[[ Supplied material open ]]
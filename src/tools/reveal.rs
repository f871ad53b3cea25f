//! `reveal` — the tournament-only tool a worker calls to publish a file from
//! its own `WorkspaceFS` to downstream stages and debate peers.
//!
//! The tool itself only records the intent; `TournamentEngine` reads the
//! recorded reveals back out through the shared [`RevealLog`] after each
//! worker reaches a terminal state, rather than pushing artifacts somewhere
//! else synchronously. Re-revealing the same filename replaces the prior
//! entry, per the reveal semantics.

use std::collections::HashMap;
use std::sync::Arc;

use async_trait::async_trait;
use parking_lot::Mutex;
use serde::{Deserialize, Serialize};
use serde_json::{Value, json};

use crate::workspace::WorkspaceFs;

use super::traits::{Tool, ToolCategory, ToolResult};

/// A single artifact a worker has chosen to reveal.
#[derive(Debug, Clone, Serialize, Deserialize, PartialEq)]
pub struct RevealedArtifact {
    pub filename: String,
    pub description: String,
    pub content: String,
}

/// Per-worker log of revealed filenames, keyed by filename so a re-reveal
/// replaces rather than appends.
#[derive(Debug, Default)]
pub struct RevealLog {
    entries: Mutex<HashMap<String, RevealedArtifact>>,
}

impl RevealLog {
    pub fn new() -> Arc<Self> {
        Arc::new(Self::default())
    }

    pub fn record(&self, artifact: RevealedArtifact) {
        self.entries.lock().insert(artifact.filename.clone(), artifact);
    }

    pub fn snapshot(&self) -> Vec<RevealedArtifact> {
        let mut values: Vec<_> = self.entries.lock().values().cloned().collect();
        values.sort_by(|a, b| a.filename.cmp(&b.filename));
        values
    }
}

pub struct RevealTool {
    workspace: Arc<WorkspaceFs>,
    log: Arc<RevealLog>,
}

impl RevealTool {
    pub fn new(workspace: Arc<WorkspaceFs>, log: Arc<RevealLog>) -> Self {
        Self { workspace, log }
    }
}

#[async_trait]
impl Tool for RevealTool {
    fn name(&self) -> &str {
        "reveal"
    }

    fn description(&self) -> &str {
        "Make a file in your workspace visible to downstream tournament stages and debate peers."
    }

    fn parameters_schema(&self) -> Value {
        json!({
            "type": "object",
            "properties": {
                "filename": { "type": "string", "description": "Path relative to the workspace root to reveal." },
                "description": { "type": "string", "description": "What this artifact is and why it matters." }
            },
            "required": ["filename", "description"]
        })
    }

    fn category(&self) -> ToolCategory {
        ToolCategory::Output
    }

    async fn execute(&self, args: Value) -> Result<ToolResult, String> {
        let filename = args
            .get("filename")
            .and_then(Value::as_str)
            .ok_or("missing required argument 'filename'")?;
        let description = args
            .get("description")
            .and_then(Value::as_str)
            .ok_or("missing required argument 'description'")?;

        let content = self
            .workspace
            .read_to_string(filename)
            .map_err(|e| format!("cannot reveal '{filename}': {e}"))?;

        self.log.record(RevealedArtifact {
            filename: filename.to_string(),
            description: description.to_string(),
            content,
        });

        Ok(ToolResult::ok(format!("revealed '{filename}'")))
    }
}

#[cfg(test)]
mod tests {
    use super::*;

    #[tokio::test]
    async fn reveal_records_content_and_replaces_on_rereveal() {
        let dir = tempfile::tempdir().unwrap();
        let ws = Arc::new(WorkspaceFs::new(dir.path()).unwrap());
        ws.write("out.md", b"v1").unwrap();
        let log = RevealLog::new();
        let tool = RevealTool::new(ws.clone(), log.clone());

        tool.execute(json!({"filename": "out.md", "description": "draft"}))
            .await
            .unwrap();
        assert_eq!(log.snapshot()[0].content, "v1");

        ws.write("out.md", b"v2").unwrap();
        tool.execute(json!({"filename": "out.md", "description": "revised"}))
            .await
            .unwrap();
        let snapshot = log.snapshot();
        assert_eq!(snapshot.len(), 1);
        assert_eq!(snapshot[0].content, "v2");
        assert_eq!(snapshot[0].description, "revised");
    }

    #[tokio::test]
    async fn reveal_missing_file_errors() {
        let dir = tempfile::tempdir().unwrap();
        let ws = Arc::new(WorkspaceFs::new(dir.path()).unwrap());
        let tool = RevealTool::new(ws, RevealLog::new());
        let r = tool.execute(json!({"filename": "missing.md", "description": "x"})).await;
        assert!(r.is_err());
    }
}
[[ Supplied material closed ]]
→ **Exercise details**: Reproduce exactly the lines above from the line with "async fn reveal_records_content_and_replaces_on_rereveal()" to the line with "let tool = RevealTool::new(ws.clone(), log.clone());", including both, and add nothing.

→ **Answer to the exercise**:
    async fn reveal_records_content_and_replaces_on_rereveal() {
        let dir = tempfile::tempdir().unwrap();
        let ws = Arc::new(WorkspaceFs::new(dir.path()).unwrap());
        ws.write("out.md", b"v1").unwrap();
        let log = RevealLog::new();
        let tool = RevealTool::new(ws.clone(), log.clone());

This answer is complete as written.